No you are not incredible carb tuner as you are not experiencing cold weather. Most any piece of equipment will operate just fine down in to the single digits even stuff mean for warm weather operation will operate quite fine at those temps. When you start kissing that -10°-15°F mark things change in a big way..
Oh no? If my truck with a carburetor lights off without a problem in the single digits, what makes you so sure it wouldn't do it at -40, like your old '78 T-bird?


Originally Posted by matthewq4b
And this where the advantage of EFI really starts to shine as it's operation is no different than at 5°. The same can not be said about carb;d vehicles where some warm up time is needed to prevent stalling and stumbling.

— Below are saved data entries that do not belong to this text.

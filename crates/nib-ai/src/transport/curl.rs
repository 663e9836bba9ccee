//! Subprocess transport: an external HTTP client with piped stdio
//!
//! The request body goes to the child over stdin; stdout chunks stream
//! out as they arrive while stderr is drained concurrently. A nonzero
//! exit or any bytes on stderr surface as a transport error, distinct
//! from a successful-but-empty body.

use std::process::Stdio;

use async_stream::stream;
use async_trait::async_trait;
use tokio::io::{AsyncReadExt, AsyncWriteExt};

use crate::error::{Error, Result};
use crate::transport::{ChunkStream, HttpRequest, Transport};

/// Transport backed by an external HTTP client process (curl by default)
pub struct CurlTransport {
    program: String,
}

impl CurlTransport {
    pub fn new() -> Self {
        Self {
            program: "curl".to_string(),
        }
    }

    /// Use a different client binary (e.g. a curl found off `PATH`)
    pub fn with_program(program: impl Into<String>) -> Self {
        Self {
            program: program.into(),
        }
    }

    /// Blocking invocation for hosts without an async reactor.
    ///
    /// Degraded mode: the caller's thread is held for the full round
    /// trip. Prefer `send` wherever a runtime is available.
    pub fn send_blocking(&self, request: &HttpRequest) -> Result<Vec<u8>> {
        run_blocking(&self.program, curl_args(request), &request.body)
    }
}

impl Default for CurlTransport {
    fn default() -> Self {
        Self::new()
    }
}

#[async_trait]
impl Transport for CurlTransport {
    async fn send(&self, request: &HttpRequest) -> Result<ChunkStream> {
        tracing::debug!(program = %self.program, url = %request.url, "dispatching via subprocess");
        spawn_streaming(&self.program, curl_args(request), request.body.clone())
    }
}

/// Command line for the client binary: silent except for errors, body
/// read from stdin, response body written to stdout.
fn curl_args(request: &HttpRequest) -> Vec<String> {
    let mut args = vec![
        "-s".to_string(),
        "-S".to_string(),
        "-X".to_string(),
        request.method.clone(),
    ];
    for (name, value) in &request.headers {
        args.push("-H".to_string());
        args.push(format!("{name}: {value}"));
    }
    args.push("--data-binary".to_string());
    args.push("@-".to_string());
    args.push(request.url.clone());
    args
}

/// Blocking counterpart of `spawn_streaming`.
///
/// The body is fed from a separate thread, so a child that fills its
/// stdout pipe before draining stdin can't deadlock against the write.
fn run_blocking(program: &str, args: Vec<String>, body: &[u8]) -> Result<Vec<u8>> {
    let mut child = std::process::Command::new(program)
        .args(&args)
        .stdin(Stdio::piped())
        .stdout(Stdio::piped())
        .stderr(Stdio::piped())
        .spawn()
        .map_err(|e| Error::Transport(format!("failed to launch {program}: {e}")))?;

    let writer = child.stdin.take().map(|mut stdin| {
        let body = body.to_vec();
        std::thread::spawn(move || {
            use std::io::Write;
            let _ = stdin.write_all(&body);
        })
    });

    let output = child.wait_with_output()?;
    if let Some(handle) = writer {
        let _ = handle.join();
    }

    if !output.status.success() || !output.stderr.is_empty() {
        return Err(exit_error(program, output.status.code(), &output.stderr));
    }
    Ok(output.stdout)
}

/// Spawn the child, feed it the body, and stream its stdout.
///
/// The child and its pipes are owned by the returned stream and are
/// released when it is dropped, on every exit path.
fn spawn_streaming(program: &str, args: Vec<String>, body: Vec<u8>) -> Result<ChunkStream> {
    let mut child = tokio::process::Command::new(program)
        .args(&args)
        .stdin(Stdio::piped())
        .stdout(Stdio::piped())
        .stderr(Stdio::piped())
        .kill_on_drop(true)
        .spawn()
        .map_err(|e| Error::Transport(format!("failed to launch {program}: {e}")))?;

    let mut stdin = child
        .stdin
        .take()
        .ok_or_else(|| Error::Transport("child stdin unavailable".to_string()))?;
    let mut stdout = child
        .stdout
        .take()
        .ok_or_else(|| Error::Transport("child stdout unavailable".to_string()))?;
    let mut stderr = child
        .stderr
        .take()
        .ok_or_else(|| Error::Transport("child stderr unavailable".to_string()))?;

    // Feed the body from a separate task so a child that writes before
    // consuming all of stdin can't deadlock the pipe.
    let writer = tokio::spawn(async move {
        let _ = stdin.write_all(&body).await;
        let _ = stdin.shutdown().await;
    });

    let stderr_reader = tokio::spawn(async move {
        let mut captured = Vec::new();
        let _ = stderr.read_to_end(&mut captured).await;
        captured
    });

    let program = program.to_string();
    let chunks = stream! {
        let mut buf = [0u8; 8192];
        loop {
            match stdout.read(&mut buf).await {
                Ok(0) => break,
                Ok(n) => yield Ok(buf[..n].to_vec()),
                Err(e) => {
                    yield Err(Error::transport(e));
                    return;
                }
            }
        }

        let _ = writer.await;
        let captured = stderr_reader.await.unwrap_or_default();
        match child.wait().await {
            Ok(status) if status.success() && captured.is_empty() => {}
            Ok(status) => yield Err(exit_error(&program, status.code(), &captured)),
            Err(e) => yield Err(Error::transport(e)),
        }
    };

    Ok(Box::pin(chunks))
}

fn exit_error(program: &str, code: Option<i32>, stderr: &[u8]) -> Error {
    let detail = String::from_utf8_lossy(stderr);
    let detail = detail.trim();
    if detail.is_empty() {
        Error::Transport(format!(
            "{program} exited with status {}",
            code.map_or_else(|| "unknown".to_string(), |c| c.to_string())
        ))
    } else {
        Error::Transport(format!("{program}: {detail}"))
    }
}
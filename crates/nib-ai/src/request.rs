//! Request construction for the messages API

use std::collections::HashMap;

use serde::{Deserialize, Serialize};

use crate::{
    error::{Error, Result},
    types::Turn,
};

/// Generation parameters for a completion call
#[derive(Debug, Clone, Serialize, Deserialize)]
pub struct GenerationOptions {
    /// Model identifier (e.g. "claude-sonnet-4-5-20250929")
    pub model: String,
    /// Maximum tokens to generate
    pub max_tokens: u32,
    /// Temperature (0.0 - 1.0)
    pub temperature: f32,
    /// System prompt, passed through verbatim; empty means none
    #[serde(default)]
    pub system_prompt: String,
}

impl Default for GenerationOptions {
    fn default() -> Self {
        Self {
            model: "claude-sonnet-4-5-20250929".to_string(),
            max_tokens: 1024,
            temperature: 0.2,
            system_prompt: String::new(),
        }
    }
}

/// Per-topic overrides keyed by a language/topic identifier.
/// Unset fields fall through to the base options.
#[derive(Debug, Clone, Default, Serialize, Deserialize)]
#[serde(default)]
pub struct TopicOverride {
    pub model: Option<String>,
    pub max_tokens: Option<u32>,
    pub temperature: Option<f32>,
    pub system_prompt: Option<String>,
}

impl GenerationOptions {
    /// Resolve a topic override onto the base options
    pub fn with_override(&self, ovr: &TopicOverride) -> Self {
        Self {
            model: ovr.model.clone().unwrap_or_else(|| self.model.clone()),
            max_tokens: ovr.max_tokens.unwrap_or(self.max_tokens),
            temperature: ovr.temperature.unwrap_or(self.temperature),
            system_prompt: ovr
                .system_prompt
                .clone()
                .unwrap_or_else(|| self.system_prompt.clone()),
        }
    }

    /// Look up `topic` in `overrides` and resolve, or return the base
    /// options unchanged when the topic is unknown or absent.
    pub fn for_topic(
        &self,
        topic: Option<&str>,
        overrides: &HashMap<String, TopicOverride>,
    ) -> Self {
        match topic.and_then(|t| overrides.get(t)) {
            Some(ovr) => self.with_override(ovr),
            None => self.clone(),
        }
    }
}

/// The provider-specific JSON payload. Built fresh per call; never
/// mutated after dispatch.
#[derive(Debug, Clone, Serialize, Deserialize)]
pub struct CompletionRequest {
    pub model: String,
    pub max_tokens: u32,
    pub temperature: f32,
    #[serde(skip_serializing_if = "Option::is_none")]
    pub system: Option<String>,
    pub messages: Vec<WireMessage>,
}

/// One entry of the outbound message list
#[derive(Debug, Clone, Serialize, Deserialize)]
pub struct WireMessage {
    pub role: String,
    pub content: String,
}

/// Build the request payload from prior turns and the current prompt.
///
/// The prompt is always the final user message, so the message list is
/// never empty. Fails with `Error::Config` on an empty prompt — checked
/// here, before any transport work.
pub fn build_request(
    prompt: &str,
    history: &[Turn],
    options: &GenerationOptions,
) -> Result<CompletionRequest> {
    if prompt.trim().is_empty() {
        return Err(Error::Config("prompt is empty".to_string()));
    }

    let mut messages: Vec<WireMessage> = history
        .iter()
        .map(|turn| WireMessage {
            role: turn.role.as_str().to_string(),
            content: turn.content.clone(),
        })
        .collect();
    messages.push(WireMessage {
        role: "user".to_string(),
        content: prompt.to_string(),
    });

    Ok(CompletionRequest {
        model: options.model.clone(),
        max_tokens: options.max_tokens,
        temperature: options.temperature,
        system: if options.system_prompt.is_empty() {
            None
        } else {
            Some(options.system_prompt.clone())
        },
        messages,
    })
}

/// Request headers for the messages API.
///
/// Fails with `Error::Config` when the credential is empty, so the
/// failure surfaces before a transport is ever invoked.
pub fn build_headers(api_key: &str) -> Result<Vec<(String, String)>> {
    if api_key.trim().is_empty() {
        return Err(Error::Config("API key is empty".to_string()));
    }
    Ok(vec![
        ("content-type".to_string(), "application/json".to_string()),
        ("anthropic-version".to_string(), "2023-06-01".to_string()),
        ("x-api-key".to_string(), api_key.to_string()),
    ])
}
//! Notification sink injected by the hosting editor

/// How loudly the host should surface a message
#[derive(Debug, Clone, Copy, PartialEq, Eq)]
pub enum Severity {
    Info,
    Warn,
    Error,
}

/// Status/progress/error display, implemented by the editor UI layer.
/// The runtime only ever calls it.
pub trait Notifier: Send + Sync {
    fn notify(&self, message: &str, severity: Severity);
}

/// Default sink that routes notifications to tracing, for hosts that
/// haven't wired a UI yet.
#[derive(Debug, Default)]
pub struct LogNotifier;

impl Notifier for LogNotifier {
    fn notify(&self, message: &str, severity: Severity) {
        match severity {
            Severity::Info => tracing::info!("{message}"),
            Severity::Warn => tracing::warn!("{message}"),
            Severity::Error => tracing::error!("{message}"),
        }
    }
}
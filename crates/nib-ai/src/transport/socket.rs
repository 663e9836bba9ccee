//! Raw-socket transport: hand-rolled HTTP/1.1 over TCP with TLS
//!
//! Resolves the host from the URL, connects, negotiates TLS for https,
//! writes the complete request in one buffered write, then reads until
//! the peer closes the connection or the idle timeout elapses. No
//! chunked transfer-encoding, no redirects.

use std::sync::Arc;

use async_stream::stream;
use async_trait::async_trait;
use tokio::io::{AsyncRead, AsyncReadExt, AsyncWrite, AsyncWriteExt};
use tokio::net::TcpStream;
use tokio_rustls::TlsConnector;

use crate::error::{Error, Result};
use crate::transport::{ChunkStream, HttpRequest, Transport, TransportConfig};

/// Transport that speaks HTTP/1.1 directly over a TCP/TLS connection
pub struct SocketTransport {
    config: TransportConfig,
    tls: Arc<rustls::ClientConfig>,
}

impl SocketTransport {
    /// Build the transport, loading the platform's root certificates.
    pub fn new(config: TransportConfig) -> Result<Self> {
        let mut roots = rustls::RootCertStore::empty();
        let native = rustls_native_certs::load_native_certs();
        for cert in native.certs {
            roots
                .add(cert)
                .map_err(|e| Error::Transport(format!("bad root certificate: {e}")))?;
        }
        if roots.is_empty() {
            return Err(Error::Transport(
                "no usable root certificates on this system".to_string(),
            ));
        }

        let tls = rustls::ClientConfig::builder()
            .with_root_certificates(roots)
            .with_no_client_auth();

        Ok(Self {
            config,
            tls: Arc::new(tls),
        })
    }
}

#[async_trait]
impl Transport for SocketTransport {
    async fn send(&self, request: &HttpRequest) -> Result<ChunkStream> {
        let url = ParsedUrl::parse(&request.url)?;
        let wire = format_http_request(request, &url);

        tracing::debug!(host = %url.host, port = url.port, "opening raw connection");

        let addr = (url.host.as_str(), url.port);
        let tcp = tokio::time::timeout(self.config.connect_timeout, TcpStream::connect(addr))
            .await
            .map_err(|_| Error::Timeout(self.config.connect_timeout))?
            .map_err(|e| Error::Transport(format!("connect to {}: {e}", url.host)))?;

        if url.tls {
            let server_name = rustls::pki_types::ServerName::try_from(url.host.clone())
                .map_err(|_| Error::Transport(format!("invalid server name: {}", url.host)))?;
            let connector = TlsConnector::from(Arc::clone(&self.tls));
            let stream = connector
                .connect(server_name, tcp)
                .await
                .map_err(|e| Error::Transport(format!("TLS handshake: {e}")))?;
            Ok(read_to_close(stream, wire, self.config.idle_timeout))
        } else {
            Ok(read_to_close(tcp, wire, self.config.idle_timeout))
        }
    }

    fn delivers_http_response(&self) -> bool {
        true
    }
}

/// Write the request, then stream response chunks until EOF.
///
/// The connection is owned by the returned stream and torn down when it
/// is dropped. An idle timeout between reads ends the stream the same
/// way a peer close does, matching read-until-close semantics against
/// servers that hold the connection open.
fn read_to_close<S>(mut stream: S, wire: Vec<u8>, idle: std::time::Duration) -> ChunkStream
where
    S: AsyncRead + AsyncWrite + Unpin + Send + 'static,
{
    Box::pin(stream! {
        if let Err(e) = stream.write_all(&wire).await {
            yield Err(Error::transport(e));
            return;
        }
        if let Err(e) = stream.flush().await {
            yield Err(Error::transport(e));
            return;
        }

        let mut buf = [0u8; 8192];
        loop {
            match tokio::time::timeout(idle, stream.read(&mut buf)).await {
                Ok(Ok(0)) => break,
                Ok(Ok(n)) => yield Ok(buf[..n].to_vec()),
                Ok(Err(e)) => {
                    yield Err(Error::transport(e));
                    return;
                }
                Err(_) => {
                    tracing::warn!("idle timeout, treating response as complete");
                    break;
                }
            }
        }
    })
}

/// URL components the transport needs
#[derive(Debug, PartialEq, Eq)]
struct ParsedUrl {
    tls: bool,
    host: String,
    port: u16,
    path: String,
}

impl ParsedUrl {
    fn parse(url: &str) -> Result<Self> {
        let (tls, rest) = if let Some(r) = url.strip_prefix("https://") {
            (true, r)
        } else if let Some(r) = url.strip_prefix("http://") {
            (false, r)
        } else {
            return Err(Error::Config(format!("unsupported URL scheme: {url}")));
        };

        let (host_port, path) = match rest.find('/') {
            Some(pos) => (&rest[..pos], &rest[pos..]),
            None => (rest, "/"),
        };

        let default_port = if tls { 443 } else { 80 };
        let (host, port) = match host_port.rsplit_once(':') {
            Some((h, p)) => {
                let port = p
                    .parse::<u16>()
                    .map_err(|_| Error::Config(format!("bad port in URL: {url}")))?;
                (h, port)
            }
            None => (host_port, default_port),
        };
        if host.is_empty() {
            return Err(Error::Config(format!("missing host in URL: {url}")));
        }

        Ok(Self {
            tls,
            host: host.to_string(),
            port,
            path: path.to_string(),
        })
    }
}

/// Serialize the full HTTP/1.1 request: request line, Host, caller
/// headers, computed Content-Length, blank line, body.
fn format_http_request(request: &HttpRequest, url: &ParsedUrl) -> Vec<u8> {
    let mut head = format!("{} {} HTTP/1.1\r\n", request.method, url.path);
    head.push_str(&format!("Host: {}\r\n", url.host));
    for (name, value) in &request.headers {
        head.push_str(&format!("{name}: {value}\r\n"));
    }
    head.push_str(&format!("Content-Length: {}\r\n", request.body.len()));
    head.push_str("Connection: close\r\n\r\n");

    let mut wire = head.into_bytes();
    wire.extend_from_slice(&request.body);
    wire
}
//! Error types for nib-ai

use thiserror::Error;

/// Result type alias using nib-ai Error
pub type Result<T> = std::result::Result<T, Error>;

/// Errors that can occur along the completion pipeline
#[derive(Error, Debug)]
pub enum Error {
    /// Configuration is incomplete (empty prompt, missing credential)
    #[error("Invalid configuration: {0}")]
    Config(String),

    /// The transport failed to deliver the request or response
    #[error("Transport error: {0}")]
    Transport(String),

    /// No terminal signal from the transport within the configured window
    #[error("Timed out after {0:?}")]
    Timeout(std::time::Duration),

    /// The raw bytes were not a recognizable HTTP response
    #[error("Malformed response envelope: {0}")]
    MalformedEnvelope(String),

    /// The response body was not valid JSON
    #[error("JSON error: {0}")]
    Json(#[from] serde_json::Error),

    /// The JSON decoded but didn't match the expected envelope shape
    #[error("Unexpected response schema: {0}")]
    UnexpectedSchema(String),

    /// The provider reported an error (carried verbatim for display)
    #[error("Provider error ({status}): {message}")]
    Provider { status: String, message: String },
}

impl Error {
    /// Create a transport error from anything displayable
    pub fn transport(err: impl std::fmt::Display) -> Self {
        Self::Transport(err.to_string())
    }

    /// Create a provider error from status and message
    pub fn provider(status: impl Into<String>, message: impl Into<String>) -> Self {
        Self::Provider {
            status: status.into(),
            message: message.into(),
        }
    }

    /// Whether the server was reached but replied incomprehensibly,
    /// as opposed to the network being unreachable.
    pub fn is_decode_failure(&self) -> bool {
        matches!(
            self,
            Error::MalformedEnvelope(_) | Error::Json(_) | Error::UnexpectedSchema(_)
        )
    }

    /// Whether this failure happened before any network activity.
    pub fn is_config(&self) -> bool {
        matches!(self, Error::Config(_))
    }
}

impl From<std::io::Error> for Error {
    fn from(err: std::io::Error) -> Self {
        Error::Transport(err.to_string())
    }
}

You may be right at -40, or you may not be. I'm not so sure I can believe that your old '78 T-bird can start up faster than EFI at -40, but it needs more warmup time than EFI at -40. That doesn't make much sense. (If the choke can start an engine that cold and keep it running at that extreme temperature, why can't the choke keep the cold engine running when you begin to drive away?) All I know is my truck does not need warm up time at 5 degrees and it does not stall or stumble any more than my EFI vehicles do when I drive away a minute later.

But if what you are saying is somehow true, then that sounds like a pretty even draw to me. And I am still impressed that a such a simple, mechanical device like a carburetor can *almost* match a modern EFI system - with it's computer and all those sensors - at temperatures that low.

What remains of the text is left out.